==== DATA TO PROCESS
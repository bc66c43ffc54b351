use anyhow::{Context, Result, bail};
use clap::{ArgAction, Parser};
use courier::http::{Body, LogObserver, Reply};
use courier::{ClientConfig, ErrorKind, HttpClient, RequestOptions};
use futures_util::StreamExt;
use std::path::PathBuf;
use std::process::ExitCode;
use std::time::Duration;
use tokio::io::{AsyncWrite, AsyncWriteExt};

/// courier - resilient HTTP requests
///
/// Sends one request to the configured server, retrying failures with a
/// fixed delay. On failure the classified error is printed to stderr as
/// JSON: {code, message_id, message, extra}.
///
/// Examples:
///   courier --server https://api.example.com GET /status
///   courier -s http://localhost:8080 POST /items --form name=demo --retries 3
#[derive(Parser, Debug)]
#[command(author, version = env!("COURIER_VERSION"), about)]
struct Cli {
    /// HTTP method (GET, POST, PUT, DELETE, ...)
    #[arg(value_name = "METHOD")]
    method: String,

    /// Path appended to the server URL, e.g. /api/items
    #[arg(value_name = "PATH")]
    path: String,

    /// Server base URL (overrides the config file)
    #[arg(long, short = 's', env = "COURIER_SERVER", value_name = "URL")]
    server: Option<String>,

    /// JSON client configuration file
    #[arg(long, short = 'c', env = "COURIER_CONFIG", value_name = "FILE")]
    config: Option<PathBuf>,

    /// Extra request header
    #[arg(long = "header", short = 'H', value_name = "NAME:VALUE", value_parser = parse_header)]
    headers: Vec<(String, String)>,

    /// Query string parameter
    #[arg(long = "query", short = 'q', value_name = "KEY=VALUE", value_parser = parse_pair)]
    query: Vec<(String, String)>,

    /// Raw request body
    #[arg(long, short = 'd', conflicts_with = "form")]
    data: Option<String>,

    /// Form field, sent url-encoded
    #[arg(long, value_name = "KEY=VALUE", value_parser = parse_pair)]
    form: Vec<(String, String)>,

    /// Per-attempt timeout in seconds
    #[arg(long, short = 't', value_name = "SECONDS")]
    timeout: Option<f64>,

    /// Number of attempts
    #[arg(long, value_name = "N", allow_negative_numbers = true)]
    retries: Option<i64>,

    /// Delay between attempts in seconds
    #[arg(long, value_name = "SECONDS")]
    retry_delay: Option<f64>,

    /// Error kind never retried (message id, status code or name)
    #[arg(long, value_name = "KIND")]
    no_retry_on: Vec<ErrorKind>,

    #[arg(long, short = 'u', env = "COURIER_USERNAME")]
    username: Option<String>,

    #[arg(long, short = 'p', env = "COURIER_PASSWORD", hide_env_values = true)]
    password: Option<String>,

    /// Skip TLS certificate verification
    #[arg(long, short = 'k')]
    insecure: bool,

    /// Print the status line and headers before the body
    #[arg(long, short = 'i')]
    include: bool,

    /// Stream the body to stdout as it arrives
    #[arg(long)]
    stream: bool,

    /// Increase log verbosity (-v info, -vv debug)
    #[arg(long, short = 'v', action = ArgAction::Count)]
    verbose: u8,
}

impl Cli {
    fn client_config(&self) -> Result<ClientConfig> {
        let mut config = match &self.config {
            Some(path) => ClientConfig::from_file(path)?,
            None => ClientConfig::default(),
        };

        if let Some(server) = &self.server {
            config.server = server.clone();
        }
        if config.server.is_empty() {
            bail!("No server configured. Pass --server, set COURIER_SERVER or use --config.");
        }
        if let Some(timeout) = self.timeout {
            config.timeout = timeout;
        }
        if let Some(retries) = self.retries {
            config.retry_number = retries;
        }
        if let Some(delay) = self.retry_delay {
            config.retry_delay = delay;
        }
        if self.username.is_some() {
            config.username = self.username.clone();
        }
        if self.password.is_some() {
            config.password = self.password.clone();
        }
        if self.insecure {
            config.ssl_verify = false;
        }

        Ok(config)
    }

    fn request_options(&self) -> RequestOptions {
        let mut options = RequestOptions::new()
            .parse_output(!self.include && !self.stream)
            .stream(self.stream);
        for (name, value) in &self.headers {
            options = options.header(name, value);
        }
        for (key, value) in &self.query {
            options = options.param(key, value);
        }
        if let Some(data) = &self.data {
            options = options.data(data.as_str());
        }
        for (key, value) in &self.form {
            options = options.form(key, value);
        }
        for kind in &self.no_retry_on {
            options = options.no_retry_on(*kind);
        }
        if let Some(timeout) = self.timeout {
            if let Ok(timeout) = Duration::try_from_secs_f64(timeout) {
                options = options.timeout(timeout);
            }
        }
        options
    }
}

fn parse_header(s: &str) -> Result<(String, String), String> {
    let (name, value) = s
        .split_once(':')
        .ok_or_else(|| format!("invalid header '{}', expected NAME:VALUE", s))?;
    let name = name.trim();
    if name.is_empty() {
        return Err(format!("invalid header '{}', empty name", s));
    }
    Ok((name.to_string(), value.trim().to_string()))
}

fn parse_pair(s: &str) -> Result<(String, String), String> {
    let (key, value) = s
        .split_once('=')
        .ok_or_else(|| format!("invalid pair '{}', expected KEY=VALUE", s))?;
    Ok((key.to_string(), value.to_string()))
}

fn log_level(verbose: u8) -> &'static str {
    match verbose {
        0 => "warn",
        1 => "info",
        _ => "debug",
    }
}

/// Writes the reply to `out`, copying a streamed body chunk by chunk.
async fn write_reply<W: AsyncWrite + Unpin>(reply: Reply, include: bool, out: &mut W) -> Result<()> {
    let response = match reply {
        Reply::Text(text) => {
            out.write_all(text.as_bytes()).await?;
            return Ok(out.flush().await?);
        }
        Reply::Raw(response) => response,
    };

    if include {
        let mut head = format!("HTTP {}\n", response.status());
        for (name, value) in response.headers() {
            head.push_str(&format!("{}: {}\n", name, value));
        }
        head.push('\n');
        out.write_all(head.as_bytes()).await?;
    }

    match response.into_body() {
        Body::Full(bytes) => out.write_all(&bytes).await?,
        Body::Streaming(mut chunks) => {
            while let Some(chunk) = chunks.next().await {
                let chunk = chunk.context("Failed to read response stream")?;
                out.write_all(&chunk).await?;
            }
        }
    }
    Ok(out.flush().await?)
}

#[tokio::main]
async fn main() -> Result<ExitCode> {
    let cli = Cli::parse();
    env_logger::Builder::from_env(env_logger::Env::default().default_filter_or(log_level(cli.verbose)))
        .init();

    let client = HttpClient::new(cli.client_config()?)?.with_observer(LogObserver);

    match client
        .do_request(&cli.method, &cli.path, cli.request_options())
        .await
    {
        Ok(reply) => {
            write_reply(reply, cli.include, &mut tokio::io::stdout()).await?;
            Ok(ExitCode::SUCCESS)
        }
        Err(e) => {
            eprintln!("{}", serde_json::to_string_pretty(&e)?);
            Ok(ExitCode::FAILURE)
        }
    }
}

#[cfg(test)]
mod tests {
    use super::*;
    use clap::Parser;

    #[test]
    fn test_cli_minimal_parsing() {
        let cli = Cli::try_parse_from(["courier", "GET", "/hello", "--server", "http://x"]).unwrap();
        assert_eq!(cli.method, "GET");
        assert_eq!(cli.path, "/hello");
        assert_eq!(cli.server.as_deref(), Some("http://x"));
        assert!(!cli.insecure);
        assert_eq!(cli.verbose, 0);
    }

    #[test]
    fn test_cli_missing_path_fails() {
        assert!(Cli::try_parse_from(["courier", "GET"]).is_err());
    }

    #[test]
    fn test_cli_headers_and_pairs() {
        let cli = Cli::try_parse_from([
            "courier",
            "POST",
            "/items",
            "-H",
            "Accept: application/json",
            "--query",
            "page=2",
            "--form",
            "name=demo",
        ])
        .unwrap();
        assert_eq!(
            cli.headers,
            vec![("Accept".to_string(), "application/json".to_string())]
        );
        assert_eq!(cli.query, vec![("page".to_string(), "2".to_string())]);
        assert_eq!(cli.form, vec![("name".to_string(), "demo".to_string())]);
    }

    #[test]
    fn test_cli_data_conflicts_with_form() {
        let result =
            Cli::try_parse_from(["courier", "POST", "/x", "--data", "a", "--form", "b=c"]);
        assert!(result.is_err());
    }

    #[test]
    fn test_cli_no_retry_on_parsing() {
        let cli = Cli::try_parse_from([
            "courier",
            "GET",
            "/x",
            "--no-retry-on",
            "HTTP-02752",
            "--no-retry-on",
            "404",
        ])
        .unwrap();
        assert_eq!(
            cli.no_retry_on,
            vec![ErrorKind::INTERNAL_SERVER_ERROR, ErrorKind::NOT_FOUND]
        );

        assert!(Cli::try_parse_from(["courier", "GET", "/x", "--no-retry-on", "bogus"]).is_err());
    }

    #[test]
    fn test_cli_negative_retries() {
        let cli = Cli::try_parse_from([
            "courier", "GET", "/x", "--server", "http://x", "--retries", "-1",
        ])
        .unwrap();
        let config = cli.client_config().unwrap();
        assert_eq!(config.retry_number, -1);
    }

    #[test]
    fn test_client_config_overrides() {
        let cli = Cli::try_parse_from([
            "courier",
            "GET",
            "/x",
            "--server",
            "http://x",
            "--timeout",
            "2.5",
            "--retry-delay",
            "0",
            "-u",
            "user",
            "-p",
            "pass",
            "-k",
        ])
        .unwrap();
        let config = cli.client_config().unwrap();
        assert_eq!(config.server, "http://x");
        assert_eq!(config.timeout, 2.5);
        assert_eq!(config.retry_delay, 0.0);
        assert!(config.credentials().is_some());
        assert!(!config.ssl_verify);
    }

    #[test]
    fn test_parse_header_rejects_missing_colon() {
        assert!(parse_header("Accept").is_err());
        assert!(parse_header(": value").is_err());
        assert_eq!(
            parse_header("X-Id:  42 ").unwrap(),
            ("X-Id".to_string(), "42".to_string())
        );
    }

    #[tokio::test]
    async fn test_write_reply_text() {
        let mut out = Vec::new();
        write_reply(Reply::Text("Hello world".to_string()), true, &mut out)
            .await
            .unwrap();
        assert_eq!(out, b"Hello world");
    }

    #[tokio::test]
    async fn test_write_reply_streams_raw_body() {
        let mut server = mockito::Server::new_async().await;
        let _mock = server
            .mock("GET", "/logs")
            .with_status(200)
            .with_header("x-request-id", "abc")
            .with_body("line 1\nline 2\n")
            .create_async()
            .await;

        let client = HttpClient::new(ClientConfig::new(server.url())).unwrap();
        let reply = client
            .do_request(
                "GET",
                "/logs",
                RequestOptions::new().parse_output(false).stream(true),
            )
            .await
            .unwrap();

        let mut out = Vec::new();
        write_reply(reply, true, &mut out).await.unwrap();
        let out = String::from_utf8(out).unwrap();
        assert!(out.starts_with("HTTP 200\n"));
        assert!(out.contains("x-request-id: abc\n"));
        assert!(out.ends_with("\n\nline 1\nline 2\n"));
    }

    #[test]
    fn test_log_level() {
        assert_eq!(log_level(0), "warn");
        assert_eq!(log_level(1), "info");
        assert_eq!(log_level(5), "debug");
    }
}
========
-- INSTRUCTIONS FOR THE TASK --
Copy out the lines above exactly, beginning at the one that contains "failures with a" and ending at the one that contains "#[derive(Parser, Debug)]".

-- ANSWER SPACE --
/// Sends one request to the configured server, retrying failures with a
/// fixed delay. On failure the classified error is printed to stderr as
/// JSON: {code, message_id, message, extra}.
///
/// Examples:
///   courier --server https://api.example.com GET /status
///   courier -s http://localhost:8080 POST /items --form name=demo --retries 3
#[derive(Parser, Debug)]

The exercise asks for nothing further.